Goroutine 27 (running) created at:
  testing.(*T).Run()
      testing/testing.go:1742 +0x5e4
  testing.runTests.func1()
      testing/testing.go:2161 +0x80
  testing.tRunner()
      testing/testing.go:1689 +0x180
  testing.runTests()
      testing/testing.go:2159 +0x6e0
  testing.(*M).Run()
      testing/testing.go:2027 +0xb74
  sigs.k8s.io/e2e-framework/pkg/env.(*testEnv).Run()
      sigs.k8s.io/[email protected]/pkg/env/env.go:408 +0x4c0
  e2e-framework-bug-352.TestMain()
      e2e-framework-bug-352/main_test.go:25 +0x250
  main.main()
      _testmain.go:51 +0x294
==================
=== RUN   TestX2/feature
=== RUN   TestX1/feature
=== NAME  TestX2
    testing.go:1398: race detected during execution of test
=== NAME  TestX1
    testing.go:1398: race detected during execution of test
=== RUN   TestX2/feature/A
=== RUN   TestX1/feature/A
--- FAIL: TestX2 (0.04s)
    --- PASS: TestX2/feature (0.03s)
        --- PASS: TestX2/feature/A (0.00s)
--- FAIL: TestX1 (0.04s)
    --- PASS: TestX1/feature (0.03s)
        --- PASS: TestX1/feature/A (0.00s)
FAIL
FAIL    e2e-framework-bug-352   0.532s
FAIL

Apr 16 '24 10:04 pmalek

@pmalek indeed :thinking: So it's the client again. This stems from the fact that Client() function is not a proper getter function like the other Config accessors but a mix of a setter and a getter. As a result, when it is accessed the first time by both tests, it is nil and they both try to create it at the same time. I can think of a few ways of solving this:

Create a new client getter function like GetClient() which would simply acts as a getter for the client and use it in deepCopyConfig instead of Client()
Change the Client() function to be a proper getter and find a new name for the current Client(), maybe MustNewClient() since it panics in case of error?
Use a lock on the client. What you wanted to do here https://github.com/kubernetes-sigs/e2e-framework/pull/367. This would need some additional changes to make the lock available in the env package but I think that could work

Each has its own quirks:

is the easiest to setup and doesn't break the API. Drawback is that it is not inline with the current setter/getter convention on the Config object
Change the API to have saner and clearer method names. But breaks the API. However, since we are still in versions v0.X.Y, I think breaking the API can be considered fine and arguably, breaking it now to have something more future proof is OK in my opinion
I don't like using locks where we can avoid it especially since this lock will be exported outside of the config pkg to be accessible in env. So anybody would be able to play around with this lock while it should stay an implementation detail

For now, I went with 1) because it is the easiest to do but I'd rather do 2) if we say it is fine to break the API

Apr 16 '24 14:04 Fricounet

I think client caching also has another issue, so while at it, might be worth addressing that too: if one gets the client, modifies the kubeconfig or any other client related parameter in the config, and then gets the client again, they would get the original client and not a new one with the new kubeconfig. We could probably remove caching altogether and solve both issues.

Apr 16 '24 14:04 phisco

I think client caching also has another issue, so while at it, might be worth addressing that too: if one gets the client, modifies the kubeconfig or any other client related parameter in the config, and then gets the client again, they would get the original client and not a new one with the new kubeconfig. We could probably remove caching altogether and solve both issues.

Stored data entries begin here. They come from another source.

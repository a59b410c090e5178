//! Order references in bank transfer descriptions.
//!
//! Customers are asked to quote `DH<order id>` (e.g. `DH123`) in the description of their bank transfer. Banks
//! routinely decorate the description with their own text, so the reference may appear anywhere in it, e.g.
//! `MBVCB.3278614.DH123.Chuyen tien`.
use std::sync::OnceLock;

use log::trace;
use regex::Regex;

use crate::db_types::OrderId;

pub const ORDER_REFERENCE_PREFIX: &str = "DH";

fn order_reference_regex() -> &'static Regex {
    static RE: OnceLock<Regex> = OnceLock::new();
    RE.get_or_init(|| {
        // ASCII digits only. Unicode `\d` also matches e.g. Arabic-Indic digits
        Regex::new(&format!(r"{ORDER_REFERENCE_PREFIX}([0-9]+)")).expect("The order reference pattern is a valid regex")
    })
}

/// Extracts the order id from the first `DH<digits>` occurrence in `content`.
///
/// Only the first occurrence is considered. `None` is returned if there is no reference, or if the digits do not
/// describe a valid order id (zero, or too large to be an id).
pub fn extract_order_id(content: &str) -> Option<OrderId> {
    let digits = order_reference_regex().captures(content)?.get(1)?.as_str();
    let result = digits.parse::<i64>().ok().filter(|id| *id > 0).map(OrderId::from);
    trace!("🔍️ Order reference in '{content}': {result:?}");
    result
}
//! SePay Payment Engine
//!
//! The SePay Payment Engine lets merchants accept Vietnamese bank transfers as payment for orders. Customers quote a
//! reference code (`DH<order id>`) in the transfer description, and the SePay gateway reports the transfer via a
//! webhook. This library contains the core logic for matching those transfers with orders. It is web-framework
//! agnostic.
//!
//! The library is divided into two main sections:
//! 1. Storage ([`traits`] and, with the `sqlite` feature, [`SqliteDatabase`]). The data types used in the database
//!    are defined in the [`db_types`] module and are public.
//! 2. The payment engine public API ([`OrderFlowApi`]), which creates orders, answers payment status queries and
//!    reconciles bank transactions with orders.
//!
//! The engine also emits events that can be subscribed to (see [`events`]). For example, when a transfer settles
//! an order, an `OrderPaidEvent` is emitted.
pub mod db_types;
pub mod events;
pub mod helpers;
mod spe_api;
pub mod traits;

#[cfg(feature = "sqlite")]
mod sqlite;

#[cfg(feature = "sqlite")]
pub use sqlite::{db::db_url, SqliteDatabase};
pub use spe_api::order_flow_api::{OrderFlowApi, DEFAULT_PRODUCT_NAME};
pub use traits::{PaymentGatewayDatabase, PaymentGatewayError, ReconciliationResult};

If it's possible to go this path I'd vote for that option. 👍

Apr 16 '24 16:04 pmalek

@phisco @pmalek I got rid of the caching by removing it altogether. Drawback being that the client will be recreated every time it is accessed with config.Client(). I tried to rename my GetClient function to Client in order to have a simple getter that won't recreate the client each time. However it creates issues where the config.client object is never initialized because callers of Client do not expect to have to initialize it themselves and we cannot initialize it ourselves within the New... contructor functions because it happens to early and clusters might not be available yet (see #57). My try is available here if you want to take a look.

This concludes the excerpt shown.